- _Task_
Write the listing out again, exactly as it appears.

- _The records_

=====

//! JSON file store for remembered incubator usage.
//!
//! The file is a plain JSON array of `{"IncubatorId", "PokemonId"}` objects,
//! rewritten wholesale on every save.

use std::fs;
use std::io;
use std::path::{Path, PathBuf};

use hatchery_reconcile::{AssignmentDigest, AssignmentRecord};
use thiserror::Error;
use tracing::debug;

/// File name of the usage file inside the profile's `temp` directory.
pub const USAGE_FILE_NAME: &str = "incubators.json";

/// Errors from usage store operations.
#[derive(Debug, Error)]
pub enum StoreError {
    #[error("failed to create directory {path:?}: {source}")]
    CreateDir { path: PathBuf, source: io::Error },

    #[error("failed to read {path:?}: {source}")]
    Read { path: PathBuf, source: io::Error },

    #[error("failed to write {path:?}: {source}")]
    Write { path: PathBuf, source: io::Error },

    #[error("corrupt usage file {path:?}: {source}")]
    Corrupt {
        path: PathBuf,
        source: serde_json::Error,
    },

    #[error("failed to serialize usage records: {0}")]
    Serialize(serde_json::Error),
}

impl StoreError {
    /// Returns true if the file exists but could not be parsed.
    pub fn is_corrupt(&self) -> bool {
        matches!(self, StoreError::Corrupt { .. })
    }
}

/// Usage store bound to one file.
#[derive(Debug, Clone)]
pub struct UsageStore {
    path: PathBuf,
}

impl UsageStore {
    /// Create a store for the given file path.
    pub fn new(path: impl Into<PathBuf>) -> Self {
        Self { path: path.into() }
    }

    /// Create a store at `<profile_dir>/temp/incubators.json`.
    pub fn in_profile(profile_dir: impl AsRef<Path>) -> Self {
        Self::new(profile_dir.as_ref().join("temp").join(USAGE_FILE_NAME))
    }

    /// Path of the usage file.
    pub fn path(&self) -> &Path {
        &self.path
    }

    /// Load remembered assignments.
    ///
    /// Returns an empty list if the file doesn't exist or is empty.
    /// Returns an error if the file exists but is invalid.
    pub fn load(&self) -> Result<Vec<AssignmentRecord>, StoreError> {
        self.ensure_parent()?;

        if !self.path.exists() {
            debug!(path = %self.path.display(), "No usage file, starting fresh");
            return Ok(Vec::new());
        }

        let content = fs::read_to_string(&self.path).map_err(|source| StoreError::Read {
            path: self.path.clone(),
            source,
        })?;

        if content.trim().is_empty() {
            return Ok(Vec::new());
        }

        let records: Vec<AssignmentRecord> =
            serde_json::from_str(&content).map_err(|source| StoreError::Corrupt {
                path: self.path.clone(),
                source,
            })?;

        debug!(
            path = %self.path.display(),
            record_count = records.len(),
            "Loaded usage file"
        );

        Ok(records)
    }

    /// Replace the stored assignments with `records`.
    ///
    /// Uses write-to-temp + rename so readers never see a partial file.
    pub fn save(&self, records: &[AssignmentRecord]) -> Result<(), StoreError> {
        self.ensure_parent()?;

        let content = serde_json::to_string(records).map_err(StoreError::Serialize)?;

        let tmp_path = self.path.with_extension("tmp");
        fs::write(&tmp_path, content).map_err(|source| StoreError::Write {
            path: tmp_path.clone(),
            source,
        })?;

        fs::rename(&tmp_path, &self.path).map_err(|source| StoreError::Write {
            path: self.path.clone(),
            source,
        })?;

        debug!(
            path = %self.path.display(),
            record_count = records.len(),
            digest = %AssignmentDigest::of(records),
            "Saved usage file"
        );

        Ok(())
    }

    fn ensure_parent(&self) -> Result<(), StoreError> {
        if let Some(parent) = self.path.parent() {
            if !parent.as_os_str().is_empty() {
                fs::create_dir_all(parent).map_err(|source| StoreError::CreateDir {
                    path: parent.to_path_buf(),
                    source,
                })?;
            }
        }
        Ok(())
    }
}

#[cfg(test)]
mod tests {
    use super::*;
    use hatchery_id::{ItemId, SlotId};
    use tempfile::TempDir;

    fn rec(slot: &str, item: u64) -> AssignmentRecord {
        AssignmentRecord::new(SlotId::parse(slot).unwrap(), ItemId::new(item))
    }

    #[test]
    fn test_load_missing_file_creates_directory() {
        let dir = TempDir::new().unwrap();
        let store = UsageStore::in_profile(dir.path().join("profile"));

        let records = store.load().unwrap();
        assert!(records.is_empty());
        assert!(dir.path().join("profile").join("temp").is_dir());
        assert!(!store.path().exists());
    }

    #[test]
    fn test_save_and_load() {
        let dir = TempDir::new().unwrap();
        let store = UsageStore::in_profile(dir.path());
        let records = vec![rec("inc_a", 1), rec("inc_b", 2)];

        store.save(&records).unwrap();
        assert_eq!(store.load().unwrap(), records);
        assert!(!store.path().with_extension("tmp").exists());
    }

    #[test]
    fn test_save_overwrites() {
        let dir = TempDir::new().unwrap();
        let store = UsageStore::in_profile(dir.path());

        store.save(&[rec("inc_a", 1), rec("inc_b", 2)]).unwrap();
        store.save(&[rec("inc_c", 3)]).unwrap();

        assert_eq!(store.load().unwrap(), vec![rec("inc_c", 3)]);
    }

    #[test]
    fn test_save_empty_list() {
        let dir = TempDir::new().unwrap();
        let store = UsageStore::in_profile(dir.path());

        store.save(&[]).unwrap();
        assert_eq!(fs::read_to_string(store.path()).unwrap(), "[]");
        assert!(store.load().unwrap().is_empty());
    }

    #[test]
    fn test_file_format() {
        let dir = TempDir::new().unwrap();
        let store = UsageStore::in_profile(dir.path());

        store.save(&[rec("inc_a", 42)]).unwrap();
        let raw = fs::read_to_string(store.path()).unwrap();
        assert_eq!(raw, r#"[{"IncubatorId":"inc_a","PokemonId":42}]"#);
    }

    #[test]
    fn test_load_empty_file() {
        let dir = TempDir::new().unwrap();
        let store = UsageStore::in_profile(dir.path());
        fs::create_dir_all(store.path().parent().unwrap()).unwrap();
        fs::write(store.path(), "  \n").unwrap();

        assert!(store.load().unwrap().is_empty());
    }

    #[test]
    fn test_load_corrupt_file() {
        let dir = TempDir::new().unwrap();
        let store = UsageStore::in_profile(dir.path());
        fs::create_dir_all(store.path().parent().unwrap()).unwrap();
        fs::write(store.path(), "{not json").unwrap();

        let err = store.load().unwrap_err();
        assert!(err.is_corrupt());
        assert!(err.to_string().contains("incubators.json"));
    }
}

=====

- _Solution to this exercise_
//! JSON file store for remembered incubator usage.
//!
//! The file is a plain JSON array of `{"IncubatorId", "PokemonId"}` objects,
//! rewritten wholesale on every save.

use std::fs;
use std::io;
use std::path::{Path, PathBuf};

use hatchery_reconcile::{AssignmentDigest, AssignmentRecord};
use thiserror::Error;
use tracing::debug;

/// File name of the usage file inside the profile's `temp` directory.
pub const USAGE_FILE_NAME: &str = "incubators.json";

/// Errors from usage store operations.
#[derive(Debug, Error)]
pub enum StoreError {
    #[error("failed to create directory {path:?}: {source}")]
    CreateDir { path: PathBuf, source: io::Error },

    #[error("failed to read {path:?}: {source}")]
    Read { path: PathBuf, source: io::Error },

    #[error("failed to write {path:?}: {source}")]
    Write { path: PathBuf, source: io::Error },

    #[error("corrupt usage file {path:?}: {source}")]
    Corrupt {
        path: PathBuf,
        source: serde_json::Error,
    },

    #[error("failed to serialize usage records: {0}")]
    Serialize(serde_json::Error),
}

impl StoreError {
    /// Returns true if the file exists but could not be parsed.
    pub fn is_corrupt(&self) -> bool {
        matches!(self, StoreError::Corrupt { .. })
    }
}

/// Usage store bound to one file.
#[derive(Debug, Clone)]
pub struct UsageStore {
    path: PathBuf,
}

impl UsageStore {
    /// Create a store for the given file path.
    pub fn new(path: impl Into<PathBuf>) -> Self {
        Self { path: path.into() }
    }

    /// Create a store at `<profile_dir>/temp/incubators.json`.
    pub fn in_profile(profile_dir: impl AsRef<Path>) -> Self {
        Self::new(profile_dir.as_ref().join("temp").join(USAGE_FILE_NAME))
    }

    /// Path of the usage file.
    pub fn path(&self) -> &Path {
        &self.path
    }

    /// Load remembered assignments.
    ///
    /// Returns an empty list if the file doesn't exist or is empty.
    /// Returns an error if the file exists but is invalid.
    pub fn load(&self) -> Result<Vec<AssignmentRecord>, StoreError> {
        self.ensure_parent()?;

        if !self.path.exists() {
            debug!(path = %self.path.display(), "No usage file, starting fresh");
            return Ok(Vec::new());
        }

        let content = fs::read_to_string(&self.path).map_err(|source| StoreError::Read {
            path: self.path.clone(),
            source,
        })?;

        if content.trim().is_empty() {
            return Ok(Vec::new());
        }

        let records: Vec<AssignmentRecord> =
            serde_json::from_str(&content).map_err(|source| StoreError::Corrupt {
                path: self.path.clone(),
                source,
            })?;

        debug!(
            path = %self.path.display(),
            record_count = records.len(),
            "Loaded usage file"
        );

        Ok(records)
    }

    /// Replace the stored assignments with `records`.
    ///
    /// Uses write-to-temp + rename so readers never see a partial file.
    pub fn save(&self, records: &[AssignmentRecord]) -> Result<(), StoreError> {
        self.ensure_parent()?;

        let content = serde_json::to_string(records).map_err(StoreError::Serialize)?;

        let tmp_path = self.path.with_extension("tmp");
        fs::write(&tmp_path, content).map_err(|source| StoreError::Write {
            path: tmp_path.clone(),
            source,
        })?;

        fs::rename(&tmp_path, &self.path).map_err(|source| StoreError::Write {
            path: self.path.clone(),
            source,
        })?;

        debug!(
            path = %self.path.display(),
            record_count = records.len(),
            digest = %AssignmentDigest::of(records),
            "Saved usage file"
        );

        Ok(())
    }

    fn ensure_parent(&self) -> Result<(), StoreError> {
        if let Some(parent) = self.path.parent() {
            if !parent.as_os_str().is_empty() {
                fs::create_dir_all(parent).map_err(|source| StoreError::CreateDir {
                    path: parent.to_path_buf(),
                    source,
                })?;
            }
        }
        Ok(())
    }
}

#[cfg(test)]
mod tests {
    use super::*;
    use hatchery_id::{ItemId, SlotId};
    use tempfile::TempDir;

    fn rec(slot: &str, item: u64) -> AssignmentRecord {
        AssignmentRecord::new(SlotId::parse(slot).unwrap(), ItemId::new(item))
    }

    #[test]
    fn test_load_missing_file_creates_directory() {
        let dir = TempDir::new().unwrap();
        let store = UsageStore::in_profile(dir.path().join("profile"));

        let records = store.load().unwrap();
        assert!(records.is_empty());
        assert!(dir.path().join("profile").join("temp").is_dir());
        assert!(!store.path().exists());
    }

    #[test]
    fn test_save_and_load() {
        let dir = TempDir::new().unwrap();
        let store = UsageStore::in_profile(dir.path());
        let records = vec![rec("inc_a", 1), rec("inc_b", 2)];

        store.save(&records).unwrap();
        assert_eq!(store.load().unwrap(), records);
        assert!(!store.path().with_extension("tmp").exists());
    }

    #[test]
    fn test_save_overwrites() {
        let dir = TempDir::new().unwrap();
        let store = UsageStore::in_profile(dir.path());

        store.save(&[rec("inc_a", 1), rec("inc_b", 2)]).unwrap();
        store.save(&[rec("inc_c", 3)]).unwrap();

        assert_eq!(store.load().unwrap(), vec![rec("inc_c", 3)]);
    }

    #[test]
    fn test_save_empty_list() {
        let dir = TempDir::new().unwrap();
        let store = UsageStore::in_profile(dir.path());

        store.save(&[]).unwrap();
        assert_eq!(fs::read_to_string(store.path()).unwrap(), "[]");
        assert!(store.load().unwrap().is_empty());
    }

    #[test]
    fn test_file_format() {
        let dir = TempDir::new().unwrap();
        let store = UsageStore::in_profile(dir.path());

        store.save(&[rec("inc_a", 42)]).unwrap();
        let raw = fs::read_to_string(store.path()).unwrap();
        assert_eq!(raw, r#"[{"IncubatorId":"inc_a","PokemonId":42}]"#);
    }

    #[test]
    fn test_load_empty_file() {
        let dir = TempDir::new().unwrap();
        let store = UsageStore::in_profile(dir.path());
        fs::create_dir_all(store.path().parent().unwrap()).unwrap();
        fs::write(store.path(), "  \n").unwrap();

        assert!(store.load().unwrap().is_empty());
    }

    #[test]
    fn test_load_corrupt_file() {
        let dir = TempDir::new().unwrap();
        let store = UsageStore::in_profile(dir.path());
        fs::create_dir_all(store.path().parent().unwrap()).unwrap();
        fs::write(store.path(), "{not json").unwrap();

        let err = store.load().unwrap_err();
        assert!(err.is_corrupt());
        assert!(err.to_string().contains("incubators.json"));
    }
}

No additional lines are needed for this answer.